_WORK ITEM_.
Pull every line containing the word "enum" out of the material below.

[SUPPLIED DATA Boundary: Start]

pub mod service;
pub mod transfer;
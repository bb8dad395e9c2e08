use std::path::Path;

use error_stack::ResultExt;
use tracing_appender::non_blocking::WorkerGuard;
use tracing_subscriber::layer::SubscriberExt;
use tracing_subscriber::util::SubscriberInitExt;
use tracing_subscriber::Layer;

use kernel::KernelError;

const DEFAULT_FILTER: &str = "application=debug,driver=debug";

/// Installs the global subscriber: a console layer filtered by `RUST_LOG` and a daily
/// rolling `debug.log` under `directory`.
///
/// The returned guard flushes the file writer when dropped and must be kept alive.
pub fn init(directory: impl AsRef<Path>) -> error_stack::Result<WorkerGuard, KernelError> {
    let appender = tracing_appender::rolling::daily(directory.as_ref(), "debug.log");
    let (non_blocking_appender, guard) = tracing_appender::non_blocking(appender);
    tracing_subscriber::registry()
        .with(
            tracing_subscriber::fmt::layer().with_filter(
                tracing_subscriber::EnvFilter::try_from_default_env()
                    .unwrap_or_else(|_| DEFAULT_FILTER.into()),
            ),
        )
        .with(
            tracing_subscriber::fmt::Layer::default()
                .with_writer(non_blocking_appender)
                .with_ansi(false)
                .with_filter(tracing_subscriber::filter::LevelFilter::DEBUG),
        )
        .try_init()
        .change_context_lazy(|| KernelError::Internal)
        .attach_printable_lazy(|| "Failed to install tracing subscriber")?;
    Ok(guard)
}
use time::Date;

use kernel::interface::query::UserQuery;
use kernel::interface::update::UserModifier;
use kernel::prelude::entity::{
    User, UserBirthDate, UserDraft, UserEmail, UserFirstName, UserId, UserLastName,
    UserNationalId,
};
use kernel::KernelError;

use super::{next_id, MemoryTransaction};

pub struct MemoryUserRepository;

#[async_trait::async_trait]
impl UserQuery for MemoryUserRepository {
    type Transaction = MemoryTransaction;

    async fn find_by_id(
        &self,
        con: &mut MemoryTransaction,
        id: &UserId,
    ) -> error_stack::Result<Option<User>, KernelError> {
        let row = con.staged.users.get(&i32::from(*id)).cloned();
        Ok(row.map(User::from))
    }
}

#[async_trait::async_trait]
impl UserModifier for MemoryUserRepository {
    type Transaction = MemoryTransaction;

    async fn create(
        &self,
        con: &mut MemoryTransaction,
        user: &UserDraft,
    ) -> error_stack::Result<User, KernelError> {
        let id = next_id(&mut con.staged.sequences.users, "users")?;
        let user = user.clone().into_user(UserId::new(id));
        con.staged.users.insert(id, UserRow::from(&user));
        Ok(user)
    }
}

#[derive(Debug, Clone)]
pub(in crate::database) struct UserRow {
    id: i32,
    first_name: String,
    last_name: String,
    email: String,
    national_id: String,
    birth_date: Date,
}

impl From<UserRow> for User {
    fn from(value: UserRow) -> Self {
        User::new(
            UserId::new(value.id),
            UserFirstName::new(value.first_name),
            UserLastName::new(value.last_name),
            UserEmail::new(value.email),
            UserNationalId::new(value.national_id),
            UserBirthDate::new(value.birth_date),
        )
    }
}

impl From<&User> for UserRow {
    fn from(value: &User) -> Self {
        Self {
            id: i32::from(*value.id()),
            first_name: value.first_name().clone().into(),
            last_name: value.last_name().clone().into(),
            email: value.email().clone().into(),
            national_id: value.national_id().clone().into(),
            birth_date: (*value.birth_date()).into(),
        }
    }
}
use serde::Serialize;
use time::Date;

use kernel::prelude::entity::{DestructUser, User};

#[derive(Debug, Clone, Eq, PartialEq, Serialize)]
#[serde(rename_all = "camelCase")]
pub struct UserDto {
    pub id: i32,
    pub first_name: String,
    pub last_name: String,
    pub email: String,
    pub national_id: String,
    pub birth_date: Date,
}

impl From<User> for UserDto {
    fn from(value: User) -> Self {
        let DestructUser {
            id,
            first_name,
            last_name,
            email,
            national_id,
            birth_date,
        } = value.into_destruct();
        Self {
            id: id.into(),
            first_name: first_name.into(),
            last_name: last_name.into(),
            email: email.into(),
            national_id: national_id.into(),
            birth_date: birth_date.into(),
        }
    }
}

pub struct GetUserDto {
    pub id: i32,
}

pub struct CreateUserDto {
    pub first_name: String,
    pub last_name: String,
    pub email: String,
    pub national_id: String,
    pub birth_date: Date,
}
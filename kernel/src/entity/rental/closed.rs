use serde::{Deserialize, Serialize};
use vodca::{AsRefln, Fromln};

#[derive(Debug, Clone, Copy, PartialEq, Eq, Hash, Fromln, AsRefln, Serialize, Deserialize)]
pub struct IsClosed(bool);

impl IsClosed {
    pub fn new(value: impl Into<bool>) -> Self {
        Self(value.into())
    }

    pub fn is_closed(&self) -> bool {
        self.0
    }
}
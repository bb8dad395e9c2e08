use serde::{Deserialize, Serialize};
use vodca::{AsRefln, Fromln};

#[derive(
    Debug, Clone, Copy, Hash, Eq, PartialEq, Ord, PartialOrd, Serialize, Deserialize, Fromln, AsRefln,
)]
pub struct UserId(i32);

impl UserId {
    pub fn new(id: impl Into<i32>) -> Self {
        Self(id.into())
    }
}
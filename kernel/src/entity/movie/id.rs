use serde::{Deserialize, Serialize};
use vodca::{AsRefln, Fromln};

#[derive(
    Debug, Clone, Copy, Hash, Eq, PartialEq, Ord, PartialOrd, Serialize, Deserialize, Fromln, AsRefln,
)]
pub struct MovieId(i32);

impl MovieId {
    pub fn new(id: impl Into<i32>) -> Self {
        Self(id.into())
    }
}
mod movie;
mod rental;
mod user;

pub use self::{movie::*, rental::*, user::*};
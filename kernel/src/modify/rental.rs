use crate::database::{DatabaseConnection, DependOnDatabaseConnection, Transaction};
use crate::entity::{Rental, RentalDraft};
use crate::KernelError;

#[async_trait::async_trait]
pub trait RentalModifier: 'static + Sync + Send {
    type Transaction: Transaction;
    /// Inserts a new open rental without movies and returns it with its assigned id.
    async fn create(
        &self,
        con: &mut Self::Transaction,
        rental: &RentalDraft,
    ) -> error_stack::Result<Rental, KernelError>;
    /// Persists the rental's own columns. Movie linkage is written through `MovieModifier`.
    async fn update(
        &self,
        con: &mut Self::Transaction,
        rental: &Rental,
    ) -> error_stack::Result<(), KernelError>;
}

pub trait DependOnRentalModifier: 'static + Sync + Send + DependOnDatabaseConnection {
    type RentalModifier: RentalModifier<
        Transaction = <Self::DatabaseConnection as DatabaseConnection>::Transaction,
    >;
    fn rental_modifier(&self) -> &Self::RentalModifier;
}
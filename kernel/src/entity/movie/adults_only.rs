use serde::{Deserialize, Serialize};
use vodca::{AsRefln, Fromln};

#[derive(Debug, Clone, Copy, PartialEq, Eq, Hash, Fromln, AsRefln, Serialize, Deserialize)]
pub struct AdultsOnly(bool);

impl AdultsOnly {
    pub fn new(value: impl Into<bool>) -> Self {
        Self(value.into())
    }

    pub fn is_restricted(&self) -> bool {
        self.0
    }
}
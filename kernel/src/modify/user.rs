use crate::database::{DatabaseConnection, DependOnDatabaseConnection, Transaction};
use crate::entity::{User, UserDraft};
use crate::KernelError;

#[async_trait::async_trait]
pub trait UserModifier: 'static + Sync + Send {
    type Transaction: Transaction;
    async fn create(
        &self,
        con: &mut Self::Transaction,
        user: &UserDraft,
    ) -> error_stack::Result<User, KernelError>;
}

pub trait DependOnUserModifier: 'static + Sync + Send + DependOnDatabaseConnection {
    type UserModifier: UserModifier<
        Transaction = <Self::DatabaseConnection as DatabaseConnection>::Transaction,
    >;
    fn user_modifier(&self) -> &Self::UserModifier;
}
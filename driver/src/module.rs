use std::ops::Deref;
use std::sync::Arc;

use vodca::References;

use kernel::interface::database::DependOnDatabaseConnection;
use kernel::interface::query::{DependOnMovieQuery, DependOnRentalQuery, DependOnUserQuery};
use kernel::interface::update::{
    DependOnMovieModifier, DependOnRentalModifier, DependOnUserModifier,
};
use kernel::{DependOnRentalPolicy, KernelError, RentalPolicy};

use crate::config::load_rental_policy;
use crate::database::{
    MemoryDatabase, MemoryMovieRepository, MemoryRentalRepository, MemoryUserRepository,
};

/// Composition root handing the in-memory repositories and the rental policy to services.
#[derive(Clone)]
pub struct AppModule(Arc<Handler>);

impl AppModule {
    pub fn new(database: MemoryDatabase, policy: RentalPolicy) -> Self {
        Self(Arc::new(Handler { database, policy }))
    }

    pub fn init() -> error_stack::Result<Self, KernelError> {
        Ok(Self(Arc::new(Handler::init()?)))
    }
}

impl Deref for AppModule {
    type Target = Handler;
    fn deref(&self) -> &Self::Target {
        Deref::deref(&self.0)
    }
}

#[derive(References)]
pub struct Handler {
    database: MemoryDatabase,
    policy: RentalPolicy,
}

impl Handler {
    pub fn init() -> error_stack::Result<Self, KernelError> {
        let policy = load_rental_policy()?;
        tracing::info!(period = ?policy.period(), "handler initialised");
        Ok(Self {
            database: MemoryDatabase::default(),
            policy,
        })
    }
}

impl DependOnDatabaseConnection for AppModule {
    type DatabaseConnection = MemoryDatabase;
    fn database_connection(&self) -> &Self::DatabaseConnection {
        self.database()
    }
}

impl DependOnRentalPolicy for AppModule {
    fn rental_policy(&self) -> &RentalPolicy {
        self.policy()
    }
}

impl DependOnUserQuery for AppModule {
    type UserQuery = MemoryUserRepository;
    fn user_query(&self) -> &Self::UserQuery {
        &MemoryUserRepository
    }
}

impl DependOnUserModifier for AppModule {
    type UserModifier = MemoryUserRepository;
    fn user_modifier(&self) -> &Self::UserModifier {
        &MemoryUserRepository
    }
}

impl DependOnMovieQuery for AppModule {
    type MovieQuery = MemoryMovieRepository;
    fn movie_query(&self) -> &Self::MovieQuery {
        &MemoryMovieRepository
    }
}

impl DependOnMovieModifier for AppModule {
    type MovieModifier = MemoryMovieRepository;
    fn movie_modifier(&self) -> &Self::MovieModifier {
        &MemoryMovieRepository
    }
}

impl DependOnRentalQuery for AppModule {
    type RentalQuery = MemoryRentalRepository;
    fn rental_query(&self) -> &Self::RentalQuery {
        &MemoryRentalRepository
    }
}

impl DependOnRentalModifier for AppModule {
    type RentalModifier = MemoryRentalRepository;
    fn rental_modifier(&self) -> &Self::RentalModifier {
        &MemoryRentalRepository
    }
}
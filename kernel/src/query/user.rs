use crate::database::{DatabaseConnection, DependOnDatabaseConnection, Transaction};
use crate::entity::{User, UserId};
use crate::KernelError;

#[async_trait::async_trait]
pub trait UserQuery: 'static + Sync + Send {
    type Transaction: Transaction;
    async fn find_by_id(
        &self,
        con: &mut Self::Transaction,
        id: &UserId,
    ) -> error_stack::Result<Option<User>, KernelError>;
}

pub trait DependOnUserQuery: 'static + Sync + Send + DependOnDatabaseConnection {
    type UserQuery: UserQuery<
        Transaction = <Self::DatabaseConnection as DatabaseConnection>::Transaction,
    >;
    fn user_query(&self) -> &Self::UserQuery;
}
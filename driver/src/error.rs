use std::num::ParseIntError;

use error_stack::Report;
use tokio::time::error::Elapsed;

use kernel::KernelError;

#[derive(Debug, thiserror::Error)]
pub enum DriverError {
    #[error(transparent)]
    Env(dotenvy::Error),
    #[error(transparent)]
    ParseInt(ParseIntError),
    #[error("invalid configuration: {0}")]
    Config(String),
}

impl From<dotenvy::Error> for DriverError {
    fn from(value: dotenvy::Error) -> Self {
        Self::Env(value)
    }
}

impl From<ParseIntError> for DriverError {
    fn from(value: ParseIntError) -> Self {
        Self::ParseInt(value)
    }
}

/// Lifts driver-local failures into a kernel report.
pub trait ConvertError {
    type Ok;
    fn convert_error(self) -> error_stack::Result<Self::Ok, KernelError>;
}

impl<T> ConvertError for Result<T, DriverError> {
    type Ok = T;
    fn convert_error(self) -> error_stack::Result<T, KernelError> {
        self.map_err(|error| Report::new(error).change_context(KernelError::Internal))
    }
}

impl<T> ConvertError for Result<T, Elapsed> {
    type Ok = T;
    fn convert_error(self) -> error_stack::Result<T, KernelError> {
        self.map_err(|error| Report::new(error).change_context(KernelError::Timeout))
    }
}
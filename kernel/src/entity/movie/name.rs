use serde::{Deserialize, Serialize};
use vodca::{AsRefln, Fromln};

#[derive(Debug, Clone, Eq, PartialEq, Hash, Fromln, AsRefln, Serialize, Deserialize)]
pub struct MovieName(String);

impl MovieName {
    pub fn new(name: impl Into<String>) -> Self {
        Self(name.into())
    }
}
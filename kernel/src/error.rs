use std::fmt::Display;

use error_stack::Context;

#[derive(Debug, Clone, Copy, Eq, PartialEq, Hash)]
pub enum Resource {
    User,
    Movie,
    Rental,
}

impl Display for Resource {
    fn fmt(&self, f: &mut std::fmt::Formatter<'_>) -> std::fmt::Result {
        match self {
            Resource::User => write!(f, "User"),
            Resource::Movie => write!(f, "Movie"),
            Resource::Rental => write!(f, "Rental"),
        }
    }
}

#[derive(Debug, Clone, Copy, Eq, PartialEq, Hash)]
pub enum KernelError {
    NotFound(Resource),
    PendentRental,
    MovieInRental,
    InsufficientAge,
    InvalidRequest,
    Concurrency,
    Timeout,
    Internal,
}

impl KernelError {
    /// Stable identifier of the failure kind, surfaced to clients next to the message.
    pub fn name(&self) -> &'static str {
        match self {
            KernelError::NotFound(_) => "NotFoundError",
            KernelError::PendentRental => "PendentRentalError",
            KernelError::MovieInRental => "MovieInRentalError",
            KernelError::InsufficientAge => "InsufficientAgeError",
            KernelError::InvalidRequest => "InvalidDataError",
            KernelError::Concurrency => "ConflictError",
            KernelError::Timeout => "TimeoutError",
            KernelError::Internal => "InternalError",
        }
    }

    /// Returns true for rejections caused by the request itself rather than the infrastructure.
    pub fn is_business_rule(&self) -> bool {
        !matches!(
            self,
            KernelError::Concurrency | KernelError::Timeout | KernelError::Internal
        )
    }
}

impl Display for KernelError {
    fn fmt(&self, f: &mut std::fmt::Formatter<'_>) -> std::fmt::Result {
        match self {
            KernelError::NotFound(resource) => write!(f, "{resource} not found."),
            KernelError::PendentRental => write!(f, "The user already have a rental!"),
            KernelError::MovieInRental => write!(f, "Movie alredy in a rental"),
            KernelError::InsufficientAge => write!(f, "Cannot see that movie."),
            KernelError::InvalidRequest => {
                write!(f, "A rental must contain at least one movie.")
            }
            KernelError::Concurrency => write!(f, "Concurrency error"),
            KernelError::Timeout => write!(f, "Process timed out"),
            KernelError::Internal => write!(f, "Internal kernel error"),
        }
    }
}

impl Context for KernelError {}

[SUPPLIED DATA Boundary: End]

_REPLY TO THE EXERCISE_.
pub enum DriverError {
pub enum Resource {
pub enum KernelError {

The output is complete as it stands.